WHAT TO DO
The required answer is every line of the data containing the word "TestStub".

LISTED ENTRIES

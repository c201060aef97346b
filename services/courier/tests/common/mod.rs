//! 测试辅助：可记录、可注入故障的通道与存储

#![allow(dead_code)]

use std::collections::HashSet;
use std::sync::atomic::{AtomicUsize, Ordering};
use std::sync::{Arc, Mutex};
use std::time::Duration;

use async_trait::async_trait;
use courier::channel::{EmailDispatcher, EmailSender, SmsDispatcher};
use courier::template::{EmailTemplate, SmsTemplate, TemplateEngine, TestEmailStubModel, TestSmsStubModel};
use courier::{Courier, CourierOptions};
use courier_adapter_memory::InMemoryMessageStore;
use courier_common::{MessageId, RetryConfig};
use courier_errors::{AppError, AppResult};
use courier_ports::{
    EmailTransport, Message, MessageStatus, MessageStore, OutgoingEmail, OutgoingSms, SmsTransport,
};

/// 记录发送内容的邮件通道
pub struct MockEmailTransport {
    host: String,
    pub sent: Mutex<Vec<OutgoingEmail>>,
    failing_recipients: Mutex<HashSet<String>>,
}

impl MockEmailTransport {
    pub fn new(host: &str) -> Arc<Self> {
        Arc::new(Self {
            host: host.to_string(),
            sent: Mutex::new(Vec::new()),
            failing_recipients: Mutex::new(HashSet::new()),
        })
    }

    pub fn fail_for(&self, recipient: &str) {
        self.failing_recipients.lock().unwrap().insert(recipient.to_string());
    }

    pub fn sent(&self) -> Vec<OutgoingEmail> {
        self.sent.lock().unwrap().clone()
    }
}

#[async_trait]
impl EmailTransport for MockEmailTransport {
    fn host(&self) -> &str {
        &self.host
    }

    async fn send(&self, email: &OutgoingEmail) -> AppResult<()> {
        if self.failing_recipients.lock().unwrap().contains(&email.to) {
            return Err(AppError::transport_failure("550 mailbox unavailable"));
        }
        self.sent.lock().unwrap().push(email.clone());
        Ok(())
    }
}

/// 记录发送内容的短信通道
pub struct MockSmsTransport {
    host: String,
    pub sent: Mutex<Vec<OutgoingSms>>,
    failing_recipients: Mutex<HashSet<String>>,
}

impl MockSmsTransport {
    pub fn new(host: &str) -> Arc<Self> {
        Arc::new(Self {
            host: host.to_string(),
            sent: Mutex::new(Vec::new()),
            failing_recipients: Mutex::new(HashSet::new()),
        })
    }

    pub fn fail_for(&self, recipient: &str) {
        self.failing_recipients.lock().unwrap().insert(recipient.to_string());
    }

    pub fn recover(&self) {
        self.failing_recipients.lock().unwrap().clear();
    }

    pub fn sent(&self) -> Vec<OutgoingSms> {
        self.sent.lock().unwrap().clone()
    }
}

#[async_trait]
impl SmsTransport for MockSmsTransport {
    fn host(&self) -> &str {
        &self.host
    }

    async fn send(&self, sms: &OutgoingSms) -> AppResult<()> {
        if self.failing_recipients.lock().unwrap().contains(&sms.to) {
            return Err(AppError::transport_failure("SMS gateway replied with 500 Internal Server Error"));
        }
        self.sent.lock().unwrap().push(sms.clone());
        Ok(())
    }
}

/// 包装内存存储，统计调用次数、记录状态写入并注入写入失败
///
/// 内存存储会移除已送达的消息，这里按入队顺序保留每条消息的最新状态。
#[derive(Default)]
pub struct FaultyStore {
    pub inner: InMemoryMessageStore,
    pub next_messages_calls: AtomicUsize,
    history: Mutex<Vec<(MessageId, MessageStatus)>>,
    failing_sent_writes: Mutex<HashSet<MessageId>>,
    failing_requeue_writes: Mutex<HashSet<MessageId>>,
}

impl FaultyStore {
    pub fn new() -> Arc<Self> {
        Arc::new(Self::default())
    }

    pub fn fail_sent_write_for(&self, id: MessageId) {
        self.failing_sent_writes.lock().unwrap().insert(id);
    }

    pub fn fail_requeue_write_for(&self, id: MessageId) {
        self.failing_requeue_writes.lock().unwrap().insert(id);
    }

    pub fn next_messages_calls(&self) -> usize {
        self.next_messages_calls.load(Ordering::SeqCst)
    }

    pub fn statuses(&self) -> Vec<MessageStatus> {
        self.history.lock().unwrap().iter().map(|(_, s)| *s).collect()
    }

    pub fn status_of(&self, id: &MessageId) -> Option<MessageStatus> {
        self.history
            .lock()
            .unwrap()
            .iter()
            .find(|(m, _)| m == id)
            .map(|(_, s)| *s)
    }
}

#[async_trait]
impl MessageStore for FaultyStore {
    async fn add_message(&self, message: &Message) -> AppResult<()> {
        self.inner.add_message(message).await?;
        self.history.lock().unwrap().push((message.id, message.status));
        Ok(())
    }

    async fn next_messages(&self, limit: usize) -> AppResult<Vec<Message>> {
        self.next_messages_calls.fetch_add(1, Ordering::SeqCst);
        self.inner.next_messages(limit).await
    }

    async fn set_message_status(&self, id: &MessageId, status: MessageStatus) -> AppResult<()> {
        let failing = match status {
            MessageStatus::Sent => self.failing_sent_writes.lock().unwrap().contains(id),
            MessageStatus::Queued => self.failing_requeue_writes.lock().unwrap().contains(id),
        };
        if failing {
            return Err(AppError::store("connection reset by peer"));
        }
        self.inner.set_message_status(id, status).await?;
        if let Some(entry) = self.history.lock().unwrap().iter_mut().find(|(m, _)| m == id) {
            entry.1 = status;
        }
        Ok(())
    }
}

pub struct TestCourier {
    pub courier: Arc<Courier>,
    pub store: Arc<FaultyStore>,
    pub email: Arc<MockEmailTransport>,
    pub sms: Arc<MockSmsTransport>,
}

pub fn fast_options() -> CourierOptions {
    CourierOptions {
        batch_size: 10,
        idle_interval: Duration::from_millis(10),
        backoff: RetryConfig::new(3, Duration::from_millis(5), Duration::from_millis(20)),
    }
}

pub fn build_courier(smtp_host: &str, sms_host: &str, options: CourierOptions) -> TestCourier {
    let templates = Arc::new(TemplateEngine::new().unwrap());
    build_courier_with_templates(smtp_host, sms_host, options, templates)
}

pub fn build_courier_with_templates(
    smtp_host: &str,
    sms_host: &str,
    options: CourierOptions,
    templates: Arc<TemplateEngine>,
) -> TestCourier {
    let store = FaultyStore::new();
    let email = MockEmailTransport::new(smtp_host);
    let sms = MockSmsTransport::new(sms_host);

    let sender = EmailSender {
        from_address: "no-reply@example.com".to_string(),
        from_name: Some("Courier".to_string()),
        headers: [("X-Courier".to_string(), "test".to_string())].into_iter().collect(),
    };

    let courier = Courier::new(
        store.clone(),
        EmailDispatcher::new(email.clone(), templates.clone(), sender),
        SmsDispatcher::new(sms.clone(), templates.clone(), "+15550000000"),
        templates,
        options,
    );

    TestCourier {
        courier: Arc::new(courier),
        store,
        email,
        sms,
    }
}

pub fn configured() -> TestCourier {
    build_courier("smtp.example.com", "https://sms.example.com/send", fast_options())
}

pub fn stub_sms(phone: &str, body: &str) -> SmsTemplate {
    SmsTemplate::TestStub(TestSmsStubModel {
        phone: phone.to_string(),
        body: body.to_string(),
    })
}

pub fn stub_email(to: &str, subject: &str, body: &str) -> EmailTemplate {
    EmailTemplate::TestStub(TestEmailStubModel {
        to: to.to_string(),
        subject: subject.to_string(),
        body: body.to_string(),
    })
}
//! OTP - 短信一次性验证码服务
//!
//! - `flow`: 认证流程契约
//! - `generator`: 验证码生成
//! - `service`: 签发与校验
//! - `login` / `registration`: 短信登录与注册步骤
//! - `app`: 与 courier 同进程的装配

pub mod app;
pub mod flow;
pub mod generator;
pub mod login;
pub mod registration;
pub mod service;

pub use app::OtpApp;
pub use flow::Flow;
pub use generator::{CodeGenerator, RandomCodeGenerator};
pub use login::{CODE_SENT_MESSAGE, LoginOutcome, SmsLogin, SmsLoginSubmission};
pub use registration::{RegistrationOutcome, SmsRegistration, SmsRegistrationSubmission};
pub use service::{AuthenticationService, OtpSettings, SmsAuthenticationService};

OUTPUT
    SmsTemplate::TestStub(TestSmsStubModel {
    EmailTemplate::TestStub(TestEmailStubModel {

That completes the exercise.